Voltage-gated calcium-channels (VGCCs) are heteromers consisting of several subunits. Mutations in the genes coding for VGCC subunits have been reported to be associated with autism spectrum disorder (ASD). In a previous study, we identified electrophysiologically relevant missense mutations of Ca-v beta(2) subunits of VGCCs. From this, we derived the hypothesis that several Ca-v beta(2)-mutations associated with ASD show common features sensitizing LTCCs and/or enhancing currents. Using a Ca-v beta(2d) backbone, we performed extensive whole-cell and single-channel patch-clamp analyses of Ba2+ currents carried by Ca(v)1.2 pore subunits co-transfected with the previously described Ca-v beta(2) mutations (G167S, S197F) as well as a recently identified point mutation (V2D). Furthermore, the interaction of the mutated Ca-v beta(2) subunits with the RGK protein Gem was analyzed by coimmunoprecipitation assays and electrophysiological studies. Patch-clamp analyses revealed that all mutations increase Ba2+ currents, e.g. by decreasing inactivation or increasing fraction of active sweeps.

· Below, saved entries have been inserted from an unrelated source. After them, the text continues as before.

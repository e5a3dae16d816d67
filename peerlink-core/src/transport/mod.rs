//! Transport capability boundary below the connection actors
//!
//! Connection actors never touch sockets. They dial through [`Transport`],
//! push outbound frames through [`Link`], and receive inbound frames and
//! closure notifications as [`LinkEvent`]s on a channel they own.

pub mod simulation;
pub mod tcp;

use std::net::SocketAddr;

use async_trait::async_trait;
use bytes::Bytes;
use tokio::sync::mpsc;

pub use simulation::{ConnectScript, SimRemote, SimTransport};
pub use tcp::TcpTransport;

/// Events pushed asynchronously by an established link to its owner.
#[derive(Debug)]
pub enum LinkEvent {
    /// A complete inbound frame.
    Frame(Bytes),
    /// The link was closed by the remote side or failed.
    Closed { reason: String },
}

/// Connection-establishment capability.
///
/// Implementations own all socket handling below this boundary,
/// including encryption and authentication. Inbound frames and the
/// eventual closure notification are delivered through the `events`
/// channel handed to [`Transport::connect`]; outbound frames go through
/// the returned [`Link`].
#[async_trait]
pub trait Transport: Send + Sync {
    /// Establishes a link to `address`.
    ///
    /// May take arbitrarily long; connection actors always call this from
    /// a detached task, never from their command-processing path. The
    /// next attempt is dispatched only after the current one resolves,
    /// so implementations must eventually settle every dial (the TCP
    /// transport bounds dials with its configured connect timeout).
    ///
    /// # Errors
    /// - `TransportError::Connect` - The dial failed or was refused
    /// - `TransportError::ConnectTimeout` - Implementation-level dial timeout
    async fn connect(
        &self,
        address: SocketAddr,
        events: mpsc::Sender<LinkEvent>,
    ) -> Result<Box<dyn Link>, TransportError>;
}

/// Outbound half of an established link.
///
/// `send` must not block on I/O: implementations enqueue the frame for a
/// background writer and report only failures that are already known
/// (dead link, full outbound queue). Write failures discovered later
/// surface as [`LinkEvent::Closed`].
pub trait Link: Send + Sync {
    /// Queues one frame for transmission.
    ///
    /// # Errors
    /// - `TransportError::LinkClosed` - The writer is gone
    /// - `TransportError::Backpressure` - The outbound queue is full
    /// - `TransportError::FrameTooLarge` - Frame exceeds the configured maximum
    fn send(&self, frame: Bytes) -> Result<(), TransportError>;
}

/// Errors from transport operations.
#[derive(Debug, thiserror::Error)]
pub enum TransportError {
    #[error("connect to {address} failed: {reason}")]
    Connect { address: SocketAddr, reason: String },

    #[error("connect to {address} timed out")]
    ConnectTimeout { address: SocketAddr },

    #[error("link is closed")]
    LinkClosed,

    #[error("outbound queue is full")]
    Backpressure,

    #[error("frame of {size} bytes exceeds maximum of {max}")]
    FrameTooLarge { size: usize, max: usize },

    #[error("I/O error")]
    Io(#[from] std::io::Error),
}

All Ca-v beta(2) mutations interact with Gem, but differ in the extent and characteristics of modulation by this RGK protein (e.g. decrease of fraction of active sweeps: Ca-v beta(2d_G167S) > Ca-v beta(2d_v2D) > Ca-v beta(2d_S197F). In conclusion, patch-clamp recordings of ASD-associated Ca-v beta(2d) mutations revealed differential modulation of Ba2+ currents carried by Ca(v)1.2 suggesting kind of an electrophysiological fingerprint each. The increase in current finally observed with all Ca-v beta(2d) mutations analyzed might contribute to the complex pathophysiology of ASD and by this indicate a possible underlying molecular mechanism.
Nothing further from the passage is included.